### WHAT TO DO
Return, exactly as written, every line from the first line of the data below through the line that contains "let mut s3_config_builder".

[Collected data entries]
○ ○ ○ ○ ○ ○ ○
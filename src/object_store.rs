use crate::config::S3Config;
use anyhow::{Context, Result};
use aws_config::BehaviorVersion;
use aws_sdk_s3::config::Builder as S3ConfigBuilder;
use aws_sdk_s3::primitives::ByteStream;
use aws_sdk_s3::Client as S3Client;
use chrono::{DateTime, Utc};
use tracing::{debug, info, instrument};
use uuid::Uuid;

/// Capability contract for the binary blob store: persist bytes under a key
/// and address them by a public URL. The pipeline only ever needs these two.
#[cfg_attr(test, mockall::automock)]
#[async_trait::async_trait]
pub trait ObjectStore: Send + Sync {
    /// Store a blob under `key` with the declared content type.
    /// Awaited to completion before the caller proceeds.
    async fn put_object(&self, key: &str, bytes: Vec<u8>, content_type: &str) -> Result<()>;

    /// Publicly resolvable address of the blob at `key`, derived from
    /// configuration alone (no round trip to the store).
    fn public_url(&self, key: &str) -> String;
}

/// S3-backed object store for uploaded photos
pub struct S3ObjectStore {
    client: S3Client,
    bucket: String,
    region: String,
    endpoint_url: Option<String>,
}

impl S3ObjectStore {
    /// Create a new S3 object store
    pub async fn new(config: &S3Config) -> Result<Self> {
        let aws_config = aws_config::defaults(BehaviorVersion::latest())
            .region(aws_config::Region::new(config.region.clone()))
            .load()
            .await;

        let mut s3_config_builder = S3ConfigBuilder::from(&aws_config);

        // Configure custom endpoint for MinIO/LocalStack
        if let Some(ref endpoint_url) = config.endpoint_url {
            s3_config_builder = s3_config_builder.endpoint_url(endpoint_url);
        }

        // Force path-style access for MinIO compatibility
        if config.force_path_style {
            s3_config_builder = s3_config_builder.force_path_style(true);
        }

        let s3_config = s3_config_builder.build();
        let client = S3Client::from_conf(s3_config);

        info!(
            bucket = %config.bucket,
            region = %config.region,
            "S3 object store initialized"
        );

        Ok(Self {
            client,
            bucket: config.bucket.clone(),
            region: config.region.clone(),
            endpoint_url: config.endpoint_url.clone(),
        })
    }

    /// Get the bucket name
    pub fn bucket(&self) -> &str {
        &self.bucket
    }
}

#[async_trait::async_trait]
impl ObjectStore for S3ObjectStore {
    #[instrument(skip(self, bytes), fields(key = %key, size_bytes = bytes.len()))]
    async fn put_object(&self, key: &str, bytes: Vec<u8>, content_type: &str) -> Result<()> {
        self.client
            .put_object()
            .bucket(&self.bucket)
            .key(key)
            .body(ByteStream::from(bytes))
            .content_type(content_type)
            .send()
            .await
            .context("Failed to upload photo to S3")?;

        debug!(key = %key, "Photo blob stored");
        Ok(())
    }

    fn public_url(&self, key: &str) -> String {
        match self.endpoint_url {
            // Path-style for custom endpoints (MinIO, LocalStack)
            Some(ref endpoint) => {
                format!("{}/{}/{}", endpoint.trim_end_matches('/'), self.bucket, key)
            }
            None => format!("https://{}.s3.{}.amazonaws.com/{}", self.bucket, self.region, key),
        }
    }
}

/// Storage key for one uploaded photo.
/// Format: `events/{event_id}/{millis}_{filename}`
///
/// The millisecond timestamp plus the original filename is unique enough in
/// practice for sibling files of one event; two files with the same name
/// uploaded within the same millisecond collide and the later write wins at
/// the store level.
pub fn photo_key(event_id: Uuid, uploaded_at: DateTime<Utc>, original_filename: &str) -> String {
    format!(
        "events/{}/{}_{}",
        event_id,
        uploaded_at.timestamp_millis(),
        sanitize_filename(original_filename)
    )
}

/// Sanitize an uploaded filename for use as an S3 key component.
/// Keeps `.` so file extensions survive; everything else unsafe becomes `_`.
fn sanitize_filename(name: &str) -> String {
    let cleaned: String = name
        .chars()
        .map(|c| match c {
            'a'..='z' | 'A'..='Z' | '0'..='9' | '-' | '_' | '.' => c,
            _ => '_',
        })
        .collect();

    // ".." segments must not survive into the key
    if cleaned.split('.').all(|s| s.is_empty()) {
        "file".to_string()
    } else {
        cleaned.replace("..", "_")
    }
}

#[cfg(test)]
mod tests {
    use super::*;
    use chrono::TimeZone;

    #[test]
    fn test_photo_key_format() {
        let event_id = Uuid::parse_str("550e8400-e29b-41d4-a716-446655440000").unwrap();
        let at = Utc.with_ymd_and_hms(2024, 1, 15, 10, 30, 45).unwrap();

        let key = photo_key(event_id, at, "wedding.jpg");
        assert_eq!(
            key,
            format!(
                "events/550e8400-e29b-41d4-a716-446655440000/{}_wedding.jpg",
                at.timestamp_millis()
            )
        );
    }

    #[test]
    fn test_photo_key_sanitizes_filename() {
        let event_id = Uuid::nil();
        let at = Utc.with_ymd_and_hms(2024, 1, 15, 0, 0, 0).unwrap();

        let key = photo_key(event_id, at, "my photo (1).jpg");
        assert!(key.ends_with("_my_photo__1_.jpg"));

        let key = photo_key(event_id, at, "../../etc/passwd");
        assert!(!key.contains(".."));
    }

    #[test]
    fn test_sanitize_filename() {
        assert_eq!(sanitize_filename("a-b_c.jpg"), "a-b_c.jpg");
        assert_eq!(sanitize_filename("hello world.png"), "hello_world.png");
        assert_eq!(sanitize_filename("ümlaut.gif"), "_mlaut.gif");
        assert_eq!(sanitize_filename("..."), "file");
        assert_eq!(sanitize_filename(""), "file");
    }

    fn test_config(endpoint_url: Option<String>) -> S3Config {
        S3Config {
            bucket: "umbra-photos".to_string(),
            region: "eu-west-1".to_string(),
            force_path_style: endpoint_url.is_some(),
            endpoint_url,
        }
    }

    #[tokio::test]
    async fn test_public_url_virtual_hosted_by_default() {
        // Client construction resolves no credentials and opens no connection
        let store = S3ObjectStore::new(&test_config(None)).await.unwrap();

        assert_eq!(
            store.public_url("events/e1/1705312245000_a.jpg"),
            "https://umbra-photos.s3.eu-west-1.amazonaws.com/events/e1/1705312245000_a.jpg"
        );
    }

    #[tokio::test]
    async fn test_public_url_path_style_with_custom_endpoint() {
        let store = S3ObjectStore::new(&test_config(Some("http://localhost:9000".to_string())))
            .await
            .unwrap();

        assert_eq!(
            store.public_url("events/e1/1_a.jpg"),
            "http://localhost:9000/umbra-photos/events/e1/1_a.jpg"
        );
    }

    #[tokio::test]
    async fn test_public_url_trims_trailing_endpoint_slash() {
        let store = S3ObjectStore::new(&test_config(Some("http://localhost:9000/".to_string())))
            .await
            .unwrap();

        assert_eq!(
            store.public_url("k"),
            "http://localhost:9000/umbra-photos/k"
        );
    }

    #[test]
    fn test_same_millisecond_same_name_collides() {
        // Documented limitation of the key policy
        let event_id = Uuid::nil();
        let at = Utc.with_ymd_and_hms(2024, 1, 15, 0, 0, 0).unwrap();
        assert_eq!(
            photo_key(event_id, at, "a.jpg"),
            photo_key(event_id, at, "a.jpg")
        );
    }
}
use crate::config::DatabaseConfig;
use anyhow::{Context, Result};
use chrono::{DateTime, Utc};
use serde::{Deserialize, Serialize};
use sqlx::postgres::{PgPool, PgPoolOptions};
use sqlx::FromRow;
use tracing::{debug, info, instrument};
use uuid::Uuid;

/// Stored event record
#[derive(Debug, Clone, Serialize, Deserialize, FromRow)]
pub struct EventRecord {
    /// Unique event ID
    pub id: Uuid,
    /// Event display name
    pub name: String,
    /// When the event was created; sole sort key for listings
    pub created_at: DateTime<Utc>,
}

/// Stored photo record, owned by one event
#[derive(Debug, Clone, Serialize, Deserialize, FromRow)]
pub struct PhotoRecord {
    /// Unique photo ID
    pub id: Uuid,
    /// Owning event ID
    pub event_id: Uuid,
    /// Public URL of the stored blob
    pub url: String,
    /// When the photo was uploaded; sort key within the event
    pub created_at: DateTime<Utc>,
}

/// Capability contract for the structured-record store: the `events`
/// collection plus each event's nested photo collection. Inserts generate
/// ids; scans are ordered by creation time, newest first.
#[cfg_attr(test, mockall::automock)]
#[async_trait::async_trait]
pub trait GalleryStore: Send + Sync {
    /// Insert a new event with a generated id
    async fn insert_event(&self, name: &str, created_at: DateTime<Utc>) -> Result<EventRecord>;

    /// Insert a photo into an event's collection with a generated id.
    /// `event_id` is not validated against an existing event; the store
    /// trusts the caller.
    async fn insert_photo(
        &self,
        event_id: Uuid,
        url: &str,
        created_at: DateTime<Utc>,
    ) -> Result<PhotoRecord>;

    /// All events, newest first
    async fn list_events(&self) -> Result<Vec<EventRecord>>;

    /// All photos of one event, newest first
    async fn list_photos(&self, event_id: Uuid) -> Result<Vec<PhotoRecord>>;
}

/// PostgreSQL-backed gallery store
pub struct PgGalleryStore {
    pool: PgPool,
}

impl PgGalleryStore {
    /// Create a new gallery store with connection pool
    pub async fn new(config: &DatabaseConfig) -> Result<Self> {
        let pool = PgPoolOptions::new()
            .max_connections(config.max_connections)
            .min_connections(config.min_connections)
            .acquire_timeout(config.connect_timeout())
            .idle_timeout(Some(config.idle_timeout()))
            .connect(&config.url)
            .await
            .context("Failed to connect to PostgreSQL")?;

        info!("Connected to PostgreSQL database");

        Ok(Self { pool })
    }

    /// Run database migrations
    pub async fn run_migrations(&self) -> Result<()> {
        info!("Running database migrations");

        sqlx::migrate!("./migrations")
            .run(&self.pool)
            .await
            .context("Failed to run migrations")?;

        info!("Database migrations completed");
        Ok(())
    }

    /// Get the connection pool (for health checks)
    pub fn pool(&self) -> &PgPool {
        &self.pool
    }
}

#[async_trait::async_trait]
impl GalleryStore for PgGalleryStore {
    #[instrument(skip(self))]
    async fn insert_event(&self, name: &str, created_at: DateTime<Utc>) -> Result<EventRecord> {
        let id = Uuid::new_v4();

        sqlx::query(
            r#"
            INSERT INTO events (id, name, created_at)
            VALUES ($1, $2, $3)
            "#,
        )
        .bind(id)
        .bind(name)
        .bind(created_at)
        .execute(&self.pool)
        .await
        .context("Failed to insert event")?;

        debug!(event_id = %id, name = %name, "Event created");
        metrics::counter!("gallery.events.created").increment(1);

        Ok(EventRecord {
            id,
            name: name.to_string(),
            created_at,
        })
    }

    #[instrument(skip(self, url), fields(event_id = %event_id))]
    async fn insert_photo(
        &self,
        event_id: Uuid,
        url: &str,
        created_at: DateTime<Utc>,
    ) -> Result<PhotoRecord> {
        let id = Uuid::new_v4();

        sqlx::query(
            r#"
            INSERT INTO photos (id, event_id, url, created_at)
            VALUES ($1, $2, $3, $4)
            "#,
        )
        .bind(id)
        .bind(event_id)
        .bind(url)
        .bind(created_at)
        .execute(&self.pool)
        .await
        .context("Failed to insert photo record")?;

        debug!(photo_id = %id, "Photo record created");
        metrics::counter!("gallery.photos.indexed").increment(1);

        Ok(PhotoRecord {
            id,
            event_id,
            url: url.to_string(),
            created_at,
        })
    }

    async fn list_events(&self) -> Result<Vec<EventRecord>> {
        let events = sqlx::query_as::<_, EventRecord>(
            r#"
            SELECT id, name, created_at
            FROM events
            ORDER BY created_at DESC
            "#,
        )
        .fetch_all(&self.pool)
        .await
        .context("Failed to query events")?;

        Ok(events)
    }

    async fn list_photos(&self, event_id: Uuid) -> Result<Vec<PhotoRecord>> {
        let photos = sqlx::query_as::<_, PhotoRecord>(
            r#"
            SELECT id, event_id, url, created_at
            FROM photos
            WHERE event_id = $1
            ORDER BY created_at DESC
            "#,
        )
        .bind(event_id)
        .fetch_all(&self.pool)
        .await
        .context("Failed to query photos")?;

        Ok(photos)
    }
}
○ ○ ○ ○ ○ ○ ○
### RESPONSE AREA
filename src/object_store.rs
use crate::config::S3Config;
use anyhow::{Context, Result};
use aws_config::BehaviorVersion;
use aws_sdk_s3::config::Builder as S3ConfigBuilder;
use aws_sdk_s3::primitives::ByteStream;
use aws_sdk_s3::Client as S3Client;
use chrono::{DateTime, Utc};
use tracing::{debug, info, instrument};
use uuid::Uuid;

/// Capability contract for the binary blob store: persist bytes under a key
/// and address them by a public URL. The pipeline only ever needs these two.
#[cfg_attr(test, mockall::automock)]
#[async_trait::async_trait]
pub trait ObjectStore: Send + Sync {
    /// Store a blob under `key` with the declared content type.
    /// Awaited to completion before the caller proceeds.
    async fn put_object(&self, key: &str, bytes: Vec<u8>, content_type: &str) -> Result<()>;

    /// Publicly resolvable address of the blob at `key`, derived from
    /// configuration alone (no round trip to the store).
    fn public_url(&self, key: &str) -> String;
}

/// S3-backed object store for uploaded photos
pub struct S3ObjectStore {
    client: S3Client,
    bucket: String,
    region: String,
    endpoint_url: Option<String>,
}

impl S3ObjectStore {
    /// Create a new S3 object store
    pub async fn new(config: &S3Config) -> Result<Self> {
        let aws_config = aws_config::defaults(BehaviorVersion::latest())
            .region(aws_config::Region::new(config.region.clone()))
            .load()
            .await;

        let mut s3_config_builder = S3ConfigBuilder::from(&aws_config);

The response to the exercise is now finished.